もし、目指すデータサイエンティスト像を探索されているのであれば、JDSCのデータサイエンティストと会ってみてください。JDSCでは、ビジネスとエンジニアリング、データサイエンスが三位一体で協働しています。個性的なデータサイエンティストが育つ環境を提供し、それぞれが目指しているデータサイエンティストに近づけるよう会社として支援しています。データサイエンティストが活躍できる環境を社会の中にも浸透させていくことが、私のJDSCでの野望のひとつです。

参考文献

-  Tukey, J. W. (1977). Exploratory Data Analysis. Addison-Wesley.
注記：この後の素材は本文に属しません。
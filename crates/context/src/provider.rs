//! Cached, single-flight access to the grounding document.

use std::sync::{Arc, Mutex, MutexGuard};

use futures::FutureExt;
use futures::future::{BoxFuture, Shared};
use mysa_core::ConversationMode;
use tracing::{debug, info, warn};

use crate::fallback::FALLBACK_DOCUMENT;
use crate::source::{ContextLoadError, ContextSource};

type PendingLoad = Shared<BoxFuture<'static, Result<String, ContextLoadError>>>;

#[derive(Default)]
struct LoadState {
    cached: Option<String>,
    pending: Option<(u64, PendingLoad)>,
    generation: u64,
}

/// Loads the grounding document once and hands out the cached copy.
///
/// Concurrent callers that arrive while a load is running await the same
/// future, so the source is fetched at most once per load. A failed load is
/// not cached: the caller gets [`FALLBACK_DOCUMENT`] and the next call tries
/// the source again.
pub struct ContextProvider {
    source: Arc<dyn ContextSource>,
    persona_name: String,
    state: Mutex<LoadState>,
}

impl ContextProvider {
    pub fn new(source: Arc<dyn ContextSource>) -> Self {
        Self {
            source,
            persona_name: "Mysa".into(),
            state: Mutex::new(LoadState::default()),
        }
    }

    /// Persona name a well-formed document is expected to mention.
    pub fn with_persona_name(mut self, name: impl Into<String>) -> Self {
        self.persona_name = name.into();
        self
    }

    /// Location of the underlying source.
    pub fn location(&self) -> String {
        self.source.describe()
    }

    /// Return the grounding document. Never fails.
    pub async fn load(&self) -> String {
        let (generation, pending) = {
            let mut state = self.lock();
            if let Some(doc) = &state.cached {
                return doc.clone();
            }
            match &state.pending {
                Some((generation, pending)) => (*generation, pending.clone()),
                None => {
                    state.generation += 1;
                    let generation = state.generation;
                    let pending = fetch_validated(Arc::clone(&self.source), self.persona_name.clone())
                        .boxed()
                        .shared();
                    state.pending = Some((generation, pending.clone()));
                    (generation, pending)
                }
            }
        };

        let result = pending.await;

        {
            let mut state = self.lock();
            // A clear_cache() during the load bumps the generation; its result
            // must not repopulate the cache.
            if state.pending.as_ref().is_some_and(|(g, _)| *g == generation) {
                state.pending = None;
                if let Ok(doc) = &result {
                    state.cached = Some(doc.clone());
                }
            }
        }

        match result {
            Ok(doc) => doc,
            Err(e) => {
                warn!(source = %self.source.describe(), error = %e, "Using fallback grounding document");
                FALLBACK_DOCUMENT.to_string()
            }
        }
    }

    /// Drop the cached document and detach any in-flight load.
    pub fn clear_cache(&self) {
        let mut state = self.lock();
        state.cached = None;
        state.pending = None;
        state.generation += 1;
        debug!("Grounding document cache cleared");
    }

    /// The cached document, without triggering a load.
    pub fn peek_cache(&self) -> Option<String> {
        self.lock().cached.clone()
    }

    /// Whether a load is currently in flight.
    pub fn is_loading(&self) -> bool {
        self.lock().pending.is_some()
    }

    fn lock(&self) -> MutexGuard<'_, LoadState> {
        self.state.lock().unwrap_or_else(|poisoned| poisoned.into_inner())
    }
}

async fn fetch_validated(
    source: Arc<dyn ContextSource>,
    persona_name: String,
) -> Result<String, ContextLoadError> {
    let content = source.fetch().await?;
    if content.trim().is_empty() {
        return Err(ContextLoadError::Empty(source.describe()));
    }

    if !looks_like_grounding(&content, &persona_name) {
        warn!(
            source = %source.describe(),
            "Grounding document mentions neither the persona nor any mode, using it anyway"
        );
    }

    info!(source = %source.describe(), bytes = content.len(), "Grounding document loaded");
    Ok(content)
}

/// Soft structural check: a usable document mentions the persona or at least
/// one conversation mode.
fn looks_like_grounding(content: &str, persona_name: &str) -> bool {
    let lower = content.to_lowercase();
    let persona = persona_name.trim().to_lowercase();
    (!persona.is_empty() && lower.contains(&persona))
        || lower.contains("personality")
        // Older documents still title the festival section "Dasara".
        || lower.contains("dasara")
        || ConversationMode::ALL
            .iter()
            .any(|mode| lower.contains(mode.as_str()))
}
//! Configuration loading, validation, and management for Mysa.
//!
//! Loads configuration from `~/.mysa/config.toml` with environment
//! variable overrides. Validates all settings at startup.
//!
//! The API key is the exception: it is never frozen into [`AppConfig`] at
//! startup. Backends resolve it through a [`CredentialSource`] on every
//! request, see [`credential`].

pub mod credential;

pub use credential::{CredentialSource, EnvCredential, StaticCredential};

use serde::{Deserialize, Serialize};
use std::path::{Path, PathBuf};
use std::time::Duration;

/// The root configuration structure.
///
/// Maps directly to `~/.mysa/config.toml`.
#[derive(Clone, Serialize, Deserialize)]
pub struct AppConfig {
    /// API key used when no credential environment variable is set
    #[serde(default, skip_serializing_if = "Option::is_none")]
    pub api_key: Option<String>,

    /// Model backend settings
    #[serde(default)]
    pub provider: ProviderConfig,

    /// Timeout, retry and prompt window settings
    #[serde(default)]
    pub orchestrator: OrchestratorConfig,

    /// Where the grounding document comes from
    #[serde(default)]
    pub context: ContextConfig,

    /// Who the guide is and which city it covers
    #[serde(default)]
    pub persona: PersonaConfig,
}

/// Redact a secret string for Debug output.
fn redact(s: &Option<String>) -> &'static str {
    match s {
        Some(_) => "[REDACTED]",
        None => "None",
    }
}

impl std::fmt::Debug for AppConfig {
    fn fmt(&self, f: &mut std::fmt::Formatter<'_>) -> std::fmt::Result {
        f.debug_struct("AppConfig")
            .field("api_key", &redact(&self.api_key))
            .field("provider", &self.provider)
            .field("orchestrator", &self.orchestrator)
            .field("context", &self.context)
            .field("persona", &self.persona)
            .finish()
    }
}

/// Which wire protocol the model backend speaks.
#[derive(Debug, Clone, Copy, PartialEq, Eq, Serialize, Deserialize)]
#[serde(rename_all = "snake_case")]
pub enum ProviderKind {
    /// Google Gemini `generateContent`
    Gemini,
    /// Any `/chat/completions` endpoint (OpenAI, OpenRouter, Ollama, ...)
    OpenaiCompat,
}

impl std::str::FromStr for ProviderKind {
    type Err = ConfigError;

    fn from_str(s: &str) -> Result<Self, Self::Err> {
        match s.trim().to_ascii_lowercase().as_str() {
            "gemini" | "google" => Ok(Self::Gemini),
            "openai_compat" | "openai" | "openrouter" | "ollama" => Ok(Self::OpenaiCompat),
            other => Err(ConfigError::ValidationError(format!(
                "unknown provider kind '{other}'"
            ))),
        }
    }
}

#[derive(Debug, Clone, Serialize, Deserialize)]
pub struct ProviderConfig {
    #[serde(default = "default_provider_kind")]
    pub kind: ProviderKind,

    #[serde(default = "default_model")]
    pub model: String,

    /// Base URL override (e.g. a proxy or a local Ollama)
    #[serde(default, skip_serializing_if = "Option::is_none")]
    pub api_url: Option<String>,

    #[serde(default = "default_temperature")]
    pub temperature: f32,

    #[serde(default, skip_serializing_if = "Option::is_none")]
    pub max_output_tokens: Option<u32>,
}

fn default_provider_kind() -> ProviderKind {
    ProviderKind::Gemini
}
fn default_model() -> String {
    "gemini-1.5-flash".into()
}
fn default_temperature() -> f32 {
    0.7
}

impl Default for ProviderConfig {
    fn default() -> Self {
        Self {
            kind: default_provider_kind(),
            model: default_model(),
            api_url: None,
            temperature: default_temperature(),
            max_output_tokens: None,
        }
    }
}

#[derive(Debug, Clone, Serialize, Deserialize)]
pub struct OrchestratorConfig {
    /// Wall-clock budget for one dispatch
    #[serde(default = "default_timeout_ms")]
    pub timeout_ms: u64,

    /// Automatic re-attempts after the first dispatch
    #[serde(default = "default_max_retries")]
    pub max_retries: u32,

    /// First backoff delay; doubles on every retry
    #[serde(default = "default_backoff_base_ms")]
    pub backoff_base_ms: u64,

    /// How many recent turns go into the prompt
    #[serde(default = "default_history_window")]
    pub history_window: usize,
}

fn default_timeout_ms() -> u64 {
    30_000
}
fn default_max_retries() -> u32 {
    2
}
fn default_backoff_base_ms() -> u64 {
    1_000
}
fn default_history_window() -> usize {
    3
}

impl OrchestratorConfig {
    pub fn timeout(&self) -> Duration {
        Duration::from_millis(self.timeout_ms)
    }

    pub fn backoff_base(&self) -> Duration {
        Duration::from_millis(self.backoff_base_ms)
    }
}

impl Default for OrchestratorConfig {
    fn default() -> Self {
        Self {
            timeout_ms: default_timeout_ms(),
            max_retries: default_max_retries(),
            backoff_base_ms: default_backoff_base_ms(),
            history_window: default_history_window(),
        }
    }
}

#[derive(Debug, Clone, Serialize, Deserialize)]
pub struct ContextConfig {
    /// File path or http(s) URL of the grounding document
    #[serde(default = "default_context_source")]
    pub source: String,
}

fn default_context_source() -> String {
    "product.md".into()
}

impl Default for ContextConfig {
    fn default() -> Self {
        Self {
            source: default_context_source(),
        }
    }
}

#[derive(Debug, Clone, Serialize, Deserialize)]
pub struct PersonaConfig {
    #[serde(default = "default_persona_name")]
    pub name: String,

    #[serde(default = "default_city")]
    pub city: String,
}

fn default_persona_name() -> String {
    "Mysa".into()
}
fn default_city() -> String {
    "Mysuru".into()
}

impl Default for PersonaConfig {
    fn default() -> Self {
        Self {
            name: default_persona_name(),
            city: default_city(),
        }
    }
}

impl AppConfig {
    /// Load configuration from `path`, then apply environment overrides:
    /// - `MYSA_PROVIDER`: provider kind
    /// - `MYSA_MODEL`: model name
    /// - `MYSA_CONTEXT`: grounding document location
    pub fn load_with_overrides(path: &Path) -> Result<Self, ConfigError> {
        let mut config = Self::load_from(path)?;

        if let Ok(kind) = std::env::var("MYSA_PROVIDER") {
            config.provider.kind = kind.parse()?;
        }

        if let Ok(model) = std::env::var("MYSA_MODEL") {
            config.provider.model = model;
        }

        if let Ok(source) = std::env::var("MYSA_CONTEXT") {
            config.context.source = source;
        }

        config.validate()?;
        Ok(config)
    }

    /// Load configuration from a specific file path.
    pub fn load_from(path: &Path) -> Result<Self, ConfigError> {
        if !path.exists() {
            tracing::info!("No config file found at {}, using defaults", path.display());
            return Ok(Self::default());
        }

        let content = std::fs::read_to_string(path).map_err(|e| ConfigError::ReadError {
            path: path.to_path_buf(),
            reason: e.to_string(),
        })?;

        let config: Self = toml::from_str(&content).map_err(|e| ConfigError::ParseError {
            path: path.to_path_buf(),
            reason: e.to_string(),
        })?;

        config.validate()?;
        Ok(config)
    }

    /// Get the configuration directory path.
    pub fn config_dir() -> PathBuf {
        dirs_home().join(".mysa")
    }

    /// Get the default configuration file path.
    pub fn config_path() -> PathBuf {
        Self::config_dir().join("config.toml")
    }

    /// Validate the configuration.
    fn validate(&self) -> Result<(), ConfigError> {
        if self.provider.temperature < 0.0 || self.provider.temperature > 2.0 {
            return Err(ConfigError::ValidationError(
                "provider.temperature must be between 0.0 and 2.0".into(),
            ));
        }

        if self.provider.model.trim().is_empty() {
            return Err(ConfigError::ValidationError(
                "provider.model must not be empty".into(),
            ));
        }

        if self.orchestrator.timeout_ms == 0 {
            return Err(ConfigError::ValidationError(
                "orchestrator.timeout_ms must be > 0".into(),
            ));
        }

        if self.orchestrator.backoff_base_ms == 0 {
            return Err(ConfigError::ValidationError(
                "orchestrator.backoff_base_ms must be > 0".into(),
            ));
        }

        if self.orchestrator.history_window == 0 {
            return Err(ConfigError::ValidationError(
                "orchestrator.history_window must be >= 1".into(),
            ));
        }

        if self.persona.name.trim().is_empty() || self.persona.city.trim().is_empty() {
            return Err(ConfigError::ValidationError(
                "persona.name and persona.city must not be empty".into(),
            ));
        }

        Ok(())
    }

    /// The credential source backends should consult on every request.
    pub fn credential_source(&self) -> EnvCredential {
        EnvCredential::default().with_fallback(self.api_key.clone())
    }

}

impl Default for AppConfig {
    fn default() -> Self {
        Self {
            api_key: None,
            provider: ProviderConfig::default(),
            orchestrator: OrchestratorConfig::default(),
            context: ContextConfig::default(),
            persona: PersonaConfig::default(),
        }
    }
}

/// Get the user's home directory.
fn dirs_home() -> PathBuf {
    #[cfg(target_os = "windows")]
    {
        std::env::var("USERPROFILE")
            .map(PathBuf::from)
            .unwrap_or_else(|_| PathBuf::from("C:\\Users\\Default"))
    }
    #[cfg(not(target_os = "windows"))]
    {
        std::env::var("HOME")
            .map(PathBuf::from)
            .unwrap_or_else(|_| PathBuf::from("/tmp"))
    }
}

/// Configuration errors.
#[derive(Debug, thiserror::Error)]
pub enum ConfigError {
    #[error("Failed to read config file at {path}: {reason}")]
    ReadError { path: PathBuf, reason: String },

    #[error("Failed to parse config file at {path}: {reason}")]
    ParseError { path: PathBuf, reason: String },

    #[error("Configuration validation failed: {0}")]
    ValidationError(String),
}

#[cfg(test)]
mod tests {
    use super::*;
    use std::io::Write;

    #[test]
    fn default_config_is_valid() {
        let config = AppConfig::default();
        assert!(config.validate().is_ok());
        assert_eq!(config.provider.kind, ProviderKind::Gemini);
        assert_eq!(config.orchestrator.timeout(), Duration::from_secs(30));
        assert_eq!(config.orchestrator.max_retries, 2);
        assert_eq!(config.context.source, "product.md");
        assert_eq!(config.persona.name, "Mysa");
    }

    #[test]
    fn config_roundtrip_toml() {
        let config = AppConfig::default();
        let toml_str = toml::to_string_pretty(&config).unwrap();
        let parsed: AppConfig = toml::from_str(&toml_str).unwrap();
        assert_eq!(parsed.provider.model, config.provider.model);
        assert_eq!(parsed.orchestrator.history_window, config.orchestrator.history_window);
    }

    #[test]
    fn invalid_temperature_rejected() {
        let mut config = AppConfig::default();
        config.provider.temperature = 5.0;
        assert!(config.validate().is_err());
    }

    #[test]
    fn zero_timeout_rejected() {
        let mut config = AppConfig::default();
        config.orchestrator.timeout_ms = 0;
        assert!(config.validate().is_err());
    }

    #[test]
    fn zero_history_window_rejected() {
        let mut config = AppConfig::default();
        config.orchestrator.history_window = 0;
        assert!(config.validate().is_err());
    }

    #[test]
    fn missing_config_file_returns_defaults() {
        let result = AppConfig::load_from(Path::new("/nonexistent/config.toml"));
        assert!(result.is_ok());
        assert_eq!(result.unwrap().provider.model, "gemini-1.5-flash");
    }

    #[test]
    fn partial_config_file_fills_defaults() {
        let mut file = tempfile::NamedTempFile::new().unwrap();
        writeln!(
            file,
            r#"
[provider]
kind = "openai_compat"
model = "gpt-4o-mini"
api_url = "http://localhost:11434/v1"

[orchestrator]
timeout_ms = 5000

[persona]
city = "Hampi"
"#
        )
        .unwrap();

        let config = AppConfig::load_from(file.path()).unwrap();
        assert_eq!(config.provider.kind, ProviderKind::OpenaiCompat);
        assert_eq!(config.provider.model, "gpt-4o-mini");
        assert_eq!(config.orchestrator.timeout_ms, 5000);
        assert_eq!(config.orchestrator.max_retries, 2);
        assert_eq!(config.persona.name, "Mysa");
        assert_eq!(config.persona.city, "Hampi");
    }

    #[test]
    fn malformed_config_file_is_parse_error() {
        let mut file = tempfile::NamedTempFile::new().unwrap();
        writeln!(file, "[provider\nkind = ").unwrap();
        let err = AppConfig::load_from(file.path()).unwrap_err();
        assert!(matches!(err, ConfigError::ParseError { .. }));
    }

    #[test]
    fn provider_kind_parses_aliases() {
        assert_eq!("Gemini".parse::<ProviderKind>().unwrap(), ProviderKind::Gemini);
        assert_eq!("openrouter".parse::<ProviderKind>().unwrap(), ProviderKind::OpenaiCompat);
        assert!("bard".parse::<ProviderKind>().is_err());
    }

    #[test]
    fn debug_redacts_api_key() {
        let config = AppConfig {
            api_key: Some("AIzaSecret".into()),
            ..AppConfig::default()
        };
        let debug = format!("{config:?}");
        assert!(!debug.contains("AIzaSecret"));
        assert!(debug.contains("[REDACTED]"));
    }
}
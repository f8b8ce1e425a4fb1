//! `mysa doctor`: diagnose configuration and credentials.

use std::path::Path;

use mysa_config::credential::describe_key;
use mysa_config::{AppConfig, CredentialSource};
use mysa_context::ContextProvider;

pub async fn run(config_path: &Path) -> Result<(), Box<dyn std::error::Error>> {
    println!("Mysa Doctor - System Diagnostics");
    println!("================================\n");

    let mut issues = 0;

    if config_path.exists() {
        println!("  [ok]   Config file: {}", config_path.display());
    } else {
        println!("  [info] No config file at {}, using defaults", config_path.display());
    }

    let config = match AppConfig::load_with_overrides(config_path) {
        Ok(config) => {
            println!("  [ok]   Config valid");
            config
        }
        Err(e) => {
            println!("  [fail] Config invalid: {e}");
            println!("\n  1 issue found. Fix the config file and run doctor again.");
            return Ok(());
        }
    };

    println!(
        "  [ok]   Provider: {:?}, model {}",
        config.provider.kind, config.provider.model
    );

    let credential = config.credential_source();
    match credential.api_key() {
        Some(key) => {
            let origin = credential.active_var().unwrap_or("config file");
            println!("  [ok]   API key from {origin}: {}", describe_key(&key));
        }
        None => {
            println!(
                "  [warn] No usable API key. Set one of {} or api_key in the config file",
                credential.vars().join(", ")
            );
            issues += 1;
        }
    }

    let source = mysa_context::source_for(&config.context.source)?;
    let context = ContextProvider::new(source).with_persona_name(&config.persona.name);
    let document = context.load().await;
    if context.peek_cache().is_some() {
        println!(
            "  [ok]   Grounding document: {} ({} bytes)",
            context.location(),
            document.len()
        );
    } else {
        println!(
            "  [warn] Grounding document {} unavailable, fallback in use",
            context.location()
        );
        issues += 1;
    }

    println!();
    if issues == 0 {
        println!("  All checks passed!");
    } else {
        println!("  {issues} issue(s) found. See above for details.");
    }

    Ok(())
}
- Tukey, J. W. (1962). The Future of Data Analysis. The Annals of Mathematical Statistics, 33(1), 1–67. http://www.jstor.org/stable/2237638
- Brillinger, D. R. (2002). "John W. Tukey: his life and professional contributions." Annals of Statistics. 30 (6) 1535 - 1575, December 2002.